Am 9. Mai begingen wir den Europatag zu Zeiten multidimensionaler Herausforderungen für die EU – die Auseinandersetzung mit der Corona-Krise und deren Auswirkungen auf die Wirtschaft, Brexit, Flüchtlingskrise, Verteidigungssystem der EU und Stärkung der Union. Dies ist ein Teil der Themen, zu denen auf der Konferenz zur Zukunft Europas Antworten gesucht werden, welche in den kommenden zwei Jahren als Forum für die Vernetzung der europäischen Bürger, der Zivilgesellschaft und der europäischen Institutionen dienen soll. Welches sind die deutschen Ansichten zur Zukunft Europas und sind die Stimmen аuch der Westbalkan-Länder als künftige Mitgliedsstaaten erforderlich?

Die Corona-Krise hat uns allen mit großer Deutlichkeit vor Augen geführt, von welch großer zentraler Bedeutung für alle Länder die europäische und internationale Solidarität ist. Dabei legen die EU und Deutschland besonderen Wert auf die westliche Balkanregion sowie auf die Länder der östlichen Nachbarschaft. Wir alle müssen uns den globalen Herausforderungen der Gegenwart stellen – das betrifft nicht nur den neuen Corona-Virus sondern so essentielle Fragen wie die Herausforderungen durch den Klimawandel, weltweite Migrationsbewegungen oder die Bewältigung lokaler Konflikte. Nordmazedonien und alle Länder des Westlichen Balkan haben schnelle und entschlossene Maßnahmen ergriffen und es geschafft, die Corona-Krise zu bewältigen und nun über Ausstiegs- und Erholungsstrategien nachzudenken. Lassen Sie uns diese Strategien gemeinsam auch auf andere wichtige regionale und globale Herausforderungen anwenden.

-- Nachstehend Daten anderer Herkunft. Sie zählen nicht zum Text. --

#[cfg(test)]
mod tests {
    use super::*;
    use crate::io::BufferSink;
    use crate::sequencing::{band::FrequencyBand, clock::StreamClock};
    use crate::synth::SynthConfig;

    const SAMPLE_RATE: u32 = 1_000;

    #[derive(Default)]
    struct RecordingNotifier {
        lines: Vec<(String, StatusColor)>,
    }

    impl StatusNotifier for RecordingNotifier {
        fn notify(&mut self, message: &str, color: StatusColor) {
            self.lines.push((message.to_string(), color));
        }
    }

    /// Which sink call fails
    #[derive(Clone, Copy)]
    enum Failure {
        Open,
        Write(usize),
        Close,
    }

    /// Sink that fails on a chosen call
    struct FailingSink {
        failure: Failure,
        writes: usize,
        closed: bool,
    }

    impl FailingSink {
        fn new(failure: Failure) -> Self {
            Self {
                failure,
                writes: 0,
                closed: false,
            }
        }
    }

    impl AudioSink for FailingSink {
        fn sample_rate(&self) -> u32 {
            SAMPLE_RATE
        }

        fn open(&mut self) -> Result<(), SinkError> {
            match self.failure {
                Failure::Open => Err(SinkError::Open("no such device".into())),
                _ => Ok(()),
            }
        }

        fn write(&mut self, _samples: &[f32]) -> Result<(), SinkError> {
            self.writes += 1;
            match self.failure {
                Failure::Write(n) if n == self.writes => {
                    Err(SinkError::Write("device unplugged".into()))
                }
                _ => Ok(()),
            }
        }

        fn close(&mut self) -> Result<(), SinkError> {
            self.closed = true;
            match self.failure {
                Failure::Close => Err(SinkError::Close("stream already gone".into())),
                _ => Ok(()),
            }
        }
    }

    fn failing_player(
        failure: Failure,
    ) -> SequencePlayer<FailingSink, RecordingNotifier, StreamClock> {
        SequencePlayer::new(
            synth(),
            FailingSink::new(failure),
            RecordingNotifier::default(),
            StreamClock::new(),
        )
    }

    fn synth() -> SegmentSynthesizer {
        SegmentSynthesizer::new(SynthConfig {
            sample_rate: SAMPLE_RATE,
            fade_duration: 0.1,
            ..SynthConfig::default()
        })
        .unwrap()
    }

    fn player() -> SequencePlayer<BufferSink, RecordingNotifier, StreamClock> {
        SequencePlayer::new(
            synth(),
            BufferSink::counting(SAMPLE_RATE),
            RecordingNotifier::default(),
            StreamClock::new(),
        )
    }

    #[test]
    fn first_step_only_announces() {
        let mut player = player();
        let schedule = Schedule::brainwaves();

        // 1 s segments, budget ends inside the first pass
        let summary = player.run(&schedule, 1.0, 0.5).unwrap();

        assert_eq!(summary.passes, 1);
        assert_eq!(summary.segments, schedule.len() - 1);

        let lines = &player.notifier().lines;
        assert_eq!(lines[0].0, "Stimulating Delta (1 Hz) brainwaves...");
        assert_eq!(lines[0].1, StatusColor::Green);
        assert_eq!(
            lines[1].0,
            "Transitioning from Delta (1 Hz) to Theta (4 Hz) brainwaves..."
        );
        assert_eq!(lines[1].1, StatusColor::Cyan);
        assert_eq!(lines.len(), schedule.len());
    }

    #[test]
    fn second_pass_wraps_to_first_band() {
        let mut player = player();
        let schedule = Schedule::brainwaves();

        // Pass 1 = 4 × 0.9 s = 3.6 s, so a 4 s budget allows exactly two passes
        let summary = player.run(&schedule, 1.0, 4.0).unwrap();
        assert_eq!(summary.passes, 2);
        assert_eq!(summary.segments, 9);

        let lines: Vec<&str> = player
            .notifier()
            .lines
            .iter()
            .map(|(m, _)| m.as_str())
            .collect();
        assert_eq!(
            lines[5],
            "Transitioning from Gamma (30 Hz) to Delta (1 Hz) brainwaves..."
        );
        assert_eq!(
            lines[6],
            "Transitioning from Delta (1 Hz) to Theta (4 Hz) brainwaves..."
        );
    }

    #[test]
    fn writes_reserve_the_fade_window() {
        let mut player = player();
        let summary = player.run(&Schedule::brainwaves(), 1.0, 0.1).unwrap();

        // 4 segments × floor(0.9 s × 1000 Hz)
        assert_eq!(summary.frames, 4 * 900);
        assert_eq!(player.sink().frames_written(), 4 * 900);
        assert_eq!(player.sink().write_count(), 4);
        assert!(!player.sink().is_open());
    }

    #[test]
    fn single_band_schedule_plays_against_itself() {
        let mut player = player();
        let schedule = Schedule::new(vec![FrequencyBand::new("Alpha", 8.0)]).unwrap();

        let summary = player.run(&schedule, 1.0, 2.0).unwrap();

        // Pass 1 only announces, later passes hold one 0.9 s segment each
        assert_eq!(summary.segments, 3);
        assert_eq!(summary.passes, 4);
    }

    #[test]
    fn rejects_segment_shorter_than_fade() {
        let mut player = player();
        let err = player.run(&Schedule::brainwaves(), 0.1, 10.0).unwrap_err();
        assert!(matches!(
            err,
            PlayerError::InvalidParameter {
                name: "segment duration",
                ..
            }
        ));
        assert_eq!(player.sink().write_count(), 0);
    }

    #[test]
    fn rejects_segment_without_room_for_fades() {
        let mut player = player();
        // 0.3 - 0.1 = 0.2 s = 200 samples, two 100-sample fades
        let err = player.run(&Schedule::brainwaves(), 0.3, 10.0).unwrap_err();
        assert!(matches!(
            err,
            PlayerError::Synth(SynthError::SegmentTooShort { .. })
        ));
    }

    #[test]
    fn rejects_sample_rate_mismatch() {
        let mut player = SequencePlayer::new(
            synth(),
            BufferSink::new(48_000),
            RecordingNotifier::default(),
            StreamClock::new(),
        );
        let err = player.run(&Schedule::brainwaves(), 1.0, 1.0).unwrap_err();
        assert!(matches!(
            err,
            PlayerError::SampleRateMismatch {
                synth: SAMPLE_RATE,
                sink: 48_000
            }
        ));
    }

    #[test]
    fn sink_failure_aborts_and_closes() {
        let mut player = failing_player(Failure::Write(2));

        let err = player.run(&Schedule::brainwaves(), 1.0, 100.0).unwrap_err();

        assert!(matches!(err, PlayerError::Sink(SinkError::Write(_))));
        assert_eq!(player.sink().writes, 2);
        assert!(player.sink().closed);
        assert!(err.to_string().contains("device unplugged"));
    }

    #[test]
    fn rejects_non_positive_budget() {
        let mut player = player();
        assert!(matches!(
            player.run(&Schedule::brainwaves(), 1.0, 0.0),
            Err(PlayerError::InvalidParameter {
                name: "total budget",
                ..
            })
        ));
    }

    #[test]
    fn open_failure_stops_before_any_work() {
        let mut player = failing_player(Failure::Open);

        let err = player.run(&Schedule::brainwaves(), 1.0, 10.0).unwrap_err();

        assert!(matches!(err, PlayerError::Sink(SinkError::Open(_))));
        assert!(player.notifier().lines.is_empty());
        assert_eq!(player.sink().writes, 0);
        assert!(!player.sink().closed);
    }

    #[test]
    fn close_failure_replaces_the_summary() {
        let mut player = failing_player(Failure::Close);

        let err = player.run(&Schedule::brainwaves(), 1.0, 0.5).unwrap_err();

        assert!(matches!(err, PlayerError::Sink(SinkError::Close(_))));
        assert_eq!(player.sink().writes, 4);
        assert!(player.sink().closed);
    }

    #[test]
    fn rejects_budget_too_large_for_a_duration() {
        let mut player = player();
        let err = player.run(&Schedule::brainwaves(), 1.0, 1e20).unwrap_err();
        assert!(matches!(
            err,
            PlayerError::InvalidParameter {
                name: "total budget",
                ..
            }
        ));
        assert!(!player.sink().is_open());
        assert_eq!(player.sink().write_count(), 0);
    }
}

Zum Ende Ihres Mandats: Was empfehlen Sie dem Land hinsichtlich der EU-Integration und seiner weiteren Perspektiven?

Ganz klar: Konsequente Fortsetzung des Weges der euro-atlantischen Integration auf der Basis des bisher Erreichten. Umsetzung der begonnenen Reformen mit dem Ziel, eine demokratische und auf rechtsstaatlichen Prinzipen beruhende Gesellschaft zu schaffen, die allen Bürgern Nordmazedoniens, vor allem den Kindern und Jugendlichen, eine sichere Zukunft in Frieden und Freiheit bietet.